Meeting Abstract

P2-237  Friday, Jan. 6 15:30 - 17:30  Changes in Cardiac Mitochondrial Bioenergetics after 24h of Crude Oil Exposure in Sub-adult Mahi-mahi (Coryphaena hippurus) REYNOLDS KIRBY, A.*; NELSON, D.; HEUER, R.; MAGER, E.; STIEGLITZ, J.; GROSELL, M.; BENETTI, D.; CROSSLEY II, D.A.; University of North Texas, Denton; University of North Texas, Denton; University of North Texas, Denton; University of Miami, Florida; University of Miami, Florida; University of Miami, Florida; University of Miami, Florida; University of Miami, Florida; University of North Texas, Denton amandareynolds@my.unt.edu

Polycyclic aromatic hydrocarbons (PAHs) in crude oil have been shown to impair cardiac function. Since mitochondrial function is critical to support aerobic metabolism through the production of ATP, abnormal mitochondrial bioenergetics could be the basis for the impaired cardiac function associated with crude oil exposure. We hypothesized that cardiac mitochondrial function would be reduced after 24h of crude oil exposure. Sub-adult (0.95 ± 0.11 kg, n = 16) Mahi-mahi (Coryphaena hippurus) were kept in 300L static tanks of 35 ppt seawater at 26 °C for 24h in control conditions or 10% crude oil solution. Permeabilized cardiac muscle fibers were isolated from ventricle tissue for study.
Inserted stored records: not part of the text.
//! Persistence plumbing shared by the session, trust and queue stores

mod json_dir;

pub use json_dir::JsonDirectory;

/// Storage errors
#[derive(Debug, Clone, PartialEq, Eq, thiserror::Error)]
pub enum StoreError {
    #[error("Storage I/O error: {0}")]
    Io(String),
    #[error("Serialization error: {0}")]
    Serialization(String),
    /// A record exists but cannot be decoded
    #[error("Corrupt record: {0}")]
    Corrupt(String),
    #[error("Store is closed")]
    Closed,
}

impl From<std::io::Error> for StoreError {
    fn from(e: std::io::Error) -> Self {
        StoreError::Io(e.to_string())
    }
}

impl From<serde_json::Error> for StoreError {
    fn from(e: serde_json::Error) -> Self {
        StoreError::Serialization(e.to_string())
    }
}
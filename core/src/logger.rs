use std::sync::{Arc, OnceLock};
use tracing::{Event, Level, Subscriber};
use tracing_subscriber::filter::LevelFilter;
use tracing_subscriber::layer::{Context, SubscriberExt};
use tracing_subscriber::Layer;

/// Log sink implemented by the embedding application
pub trait CoreLogger: Send + Sync {
    fn log(&self, level: String, message: String);
}

// Global storage for the logger callback
static GLOBAL_LOGGER: OnceLock<Arc<dyn CoreLogger>> = OnceLock::new();

/// Forwards each event's message to the registered [`CoreLogger`]
pub struct CallbackLayer;

impl<S> Layer<S> for CallbackLayer
where
    S: Subscriber,
{
    fn on_event(&self, event: &Event<'_>, _ctx: Context<'_, S>) {
        if let Some(logger) = GLOBAL_LOGGER.get() {
            let level = event.metadata().level().to_string();
            let mut message = String::new();
            let mut visitor = MessageVisitor(&mut message);
            event.record(&mut visitor);
            logger.log(level, message);
        }
    }
}

struct MessageVisitor<'a>(&'a mut String);

impl tracing::field::Visit for MessageVisitor<'_> {
    fn record_debug(&mut self, field: &tracing::field::Field, value: &dyn std::fmt::Debug) {
        if field.name() == "message" {
            use std::fmt::Write;
            let _ = write!(self.0, "{:?}", value);
        }
    }
}

/// Route all crate logging at `level` and above to `callback`.
///
/// Only the first call installs anything.
pub fn init_logger(callback: Box<dyn CoreLogger>, level: Level) {
    if GLOBAL_LOGGER.set(Arc::from(callback)).is_err() {
        // value already set
        return;
    }

    let subscriber = tracing_subscriber::registry()
        .with(CallbackLayer)
        .with(LevelFilter::from_level(level));

    let _ = tracing::subscriber::set_global_default(subscriber);
}

/// Plain stderr output for command line use and tests
pub fn init_stderr_logger() {
    let _ = tracing_subscriber::fmt()
        .with_max_level(LevelFilter::DEBUG)
        .with_writer(std::io::stderr)
        .try_init();
}

#[cfg(test)]
mod tests {
    use super::*;
    use std::sync::Mutex;

    #[derive(Default)]
    struct Collect(Mutex<Vec<(String, String)>>);

    impl CoreLogger for Arc<Collect> {
        fn log(&self, level: String, message: String) {
            self.0.lock().unwrap().push((level, message));
        }
    }

    #[test]
    fn test_visitor_extracts_message_field() {
        let collected = Arc::new(Collect::default());
        let subscriber = tracing_subscriber::registry().with(CallbackLayer);
        assert!(GLOBAL_LOGGER.set(Arc::new(collected.clone())).is_ok());

        tracing::subscriber::with_default(subscriber, || {
            tracing::warn!("rejected message from {}", "bob");
        });

        let entries = collected.0.lock().unwrap();
        assert_eq!(entries[0], ("WARN".to_string(), "rejected message from bob".to_string()));
    }
}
A portion of the tissue was flash frozen and used in mitochondrial density and enzyme activity analyses. No statistical differences were observed in mitochondrial respiration rate or respiratory flux control ratios. This suggests that 24h of oil exposure has no impact on the electron transport system. In addition, no changes were observed in mitochondrial density, enzymatic activity, or Vmax between treatments. However, oil-exposed mahi had reduced V̇O2 at lower ADP concentrations and the apparent Km ADP was 3-fold higher in oil-exposed mahi. The greater need for ADP in oil-exposed mahi was not explained by changes in respiration rate, mitochondrial density, or enzyme activity. We speculate that the increased need for ADP is potentially due to a weakening mitochondrial membrane or allocation to cellular processes.